Le forçage génétique vise à propager un gène dans une population de manière durable. Selon les lois de l’hérédité, un allèle (une forme donnée d’un gène) a 50% de chances d’être transmis à la descendance. Grâce à une méthode d’ « édition du génome » faisant appel à la technologie CRISPR-Cas9, il est possible d’augmenter cette fréquence.
La recherche menée actuellement vise à étudier l’efficacité de moustiques munis de différents gènes transmissibles de génération en génération. Plusieurs options sont étudiées : soit un gène qui rendrait les femelles stériles , soit un gène qui permettrait de n’engendre qu’une descendance mâle, avec pour conséquence une diminution de la population, soit un gène qui empêcherait les insectes de transmettre le parasite, etc.
Target Malaria indique sur son site que le forçage génétique peut augmenter les chances qu’un tel gène soit transmis jusqu’à 99 %. Une étude en laboratoire a montré qu’une population de moustiques soumise au forçage génétique était totalement supprimée au bout de 250 à 300 jours[2]. Ces moustiques sont actuellement étudiés dans des lieux clos en Europe et aux Etats-Unis. La date d’éventuels essais dans le milieu naturel en Afrique n’a pas été annoncée par Target Malaria.
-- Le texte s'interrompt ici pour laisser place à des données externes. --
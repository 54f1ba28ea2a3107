//! Exit codes for the CLI

use herald_core::error::WorkflowError;
use herald_core::HeraldError;

/// General error
pub const ERROR: i32 = 1;

/// Configuration error
pub const CONFIG_ERROR: i32 = 2;

/// Git error
pub const GIT_ERROR: i32 = 3;

/// Version error
pub const VERSION_ERROR: i32 = 4;

/// A release precondition was not met
pub const VALIDATION_ERROR: i32 = 5;

/// User cancelled
pub const CANCELLED: i32 = 130;

/// Map a command failure to a process exit code
pub fn for_error(error: &anyhow::Error) -> i32 {
    match error.downcast_ref::<HeraldError>() {
        Some(HeraldError::Config(_)) => CONFIG_ERROR,
        Some(HeraldError::Git(_)) => GIT_ERROR,
        Some(HeraldError::Version(_)) => VERSION_ERROR,
        Some(HeraldError::Workflow(WorkflowError::Cancelled)) => CANCELLED,
        Some(HeraldError::Workflow(WorkflowError::PreConditionFailed(_))) => VALIDATION_ERROR,
        _ => match error.downcast_ref::<herald_core::error::GitError>() {
            Some(_) => GIT_ERROR,
            None => ERROR,
        },
    }
}

#[cfg(test)]
mod tests {
    use super::*;
    use herald_core::error::{ConfigError, GitError};

    #[test]
    fn test_exit_code_mapping() {
        let config: anyhow::Error = HeraldError::Config(ConfigError::NotFound("x".into())).into();
        assert_eq!(for_error(&config), CONFIG_ERROR);

        let cancelled: anyhow::Error = HeraldError::Workflow(WorkflowError::Cancelled).into();
        assert_eq!(for_error(&cancelled), CANCELLED);

        let precondition: anyhow::Error =
            HeraldError::Workflow(WorkflowError::PreConditionFailed("dirty".into())).into();
        assert_eq!(for_error(&precondition), VALIDATION_ERROR);

        let git: anyhow::Error = GitError::TagExists("v1.0.0".into()).into();
        assert_eq!(for_error(&git), GIT_ERROR);

        assert_eq!(for_error(&anyhow::anyhow!("boom")), ERROR);
    }
}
Au Brésil, la responsabilité des moustiques modifiés dans la propagation de la dengue et du Zika est improbable
Behanzin évoque ensuite dans la vidéo le cas du Brésil, où il affirme que « les cas de dengue ont augmenté » après le lâcher de moustiques génétiquement modifiés, et que ceux-ci « ont commencé à développer des maladies imprévues, en faisant même augmenter la dengue, la Zika, etc. » (..), sans préciser dans quelle région et quand cette hausse des cas débute, ni les noms de ces “maladies”. Là encore, il introduit une confusion. Au Brésil, il ne s’agit pas des moustiques de Target Malaria, mais de la firme de biotechnologies Oxitec, qui a procédé à un essai sur le terrain entre juin 2013 et septembre 2015 dans une localité de l’État de Bahia (nord-est) [3] et commercialise depuis 2022 ses insectes génétiquement modifiés sur le marché brésilien.
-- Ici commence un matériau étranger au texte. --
//! Output formatting utilities

use console::{style, Style};

/// Print a success message
pub fn success(message: &str) {
    println!("{} {}", style("✓").green().bold(), message);
}

/// Print an error message
pub fn error(message: &str) {
    eprintln!("{} {}", style("✗").red().bold(), message);
}

/// Print a warning message
pub fn warning(message: &str) {
    println!("{} {}", style("!").yellow().bold(), message);
}

/// Print an info message
pub fn info(message: &str) {
    println!("{} {}", style("→").blue(), message);
}

/// Create a styled header
pub fn header(text: &str) -> String {
    style(text).bold().to_string()
}

/// Create a styled key-value line
pub fn key_value(key: &str, value: &str) -> String {
    format!("  {}: {}", style(key).dim(), value)
}

/// Style for version numbers
pub fn version_style() -> Style {
    Style::new().green().bold()
}

/// Style for tags
pub fn tag_style() -> Style {
    Style::new().yellow()
}

/// Style for paths and URLs
pub fn path_style() -> Style {
    Style::new().cyan()
}

/// Indent every line of a block for previews
pub fn indented(text: &str, prefix: &str) -> String {
    text.lines()
        .map(|line| {
            if line.is_empty() {
                String::new()
            } else {
                format!("{}{}", prefix, line)
            }
        })
        .collect::<Vec<_>>()
        .join("\n")
}

#[cfg(test)]
mod tests {
    use super::*;

    #[test]
    fn test_indented_keeps_blank_lines_bare() {
        assert_eq!(indented("### Added\n\n- one", "  "), "  ### Added\n\n  - one");
    }
}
Les moustiques Aedes aegypti d’Oxitec ont été modifiés avec un « transgène », une séquence génétique qui contient notamment un gène létal pour l’insecte dont le fonctionnement est réprimé par un antibiotique, la tétracycline. Apportée en laboratoire, celle-ci maintient les moustiques en vie. Mais une fois relâchés, et après s’être reproduits, leur descendance mourra faute de tétracycline dans la nature[4]. Il ne s’agit pas ici de forçage génétique, seule une génération est concernée. Et les moustiques relâchés sont des mâles qui ne transmettent pas la maladie. Il est donc improbable qu’ils soient responsables de la hausse des cas de dengue.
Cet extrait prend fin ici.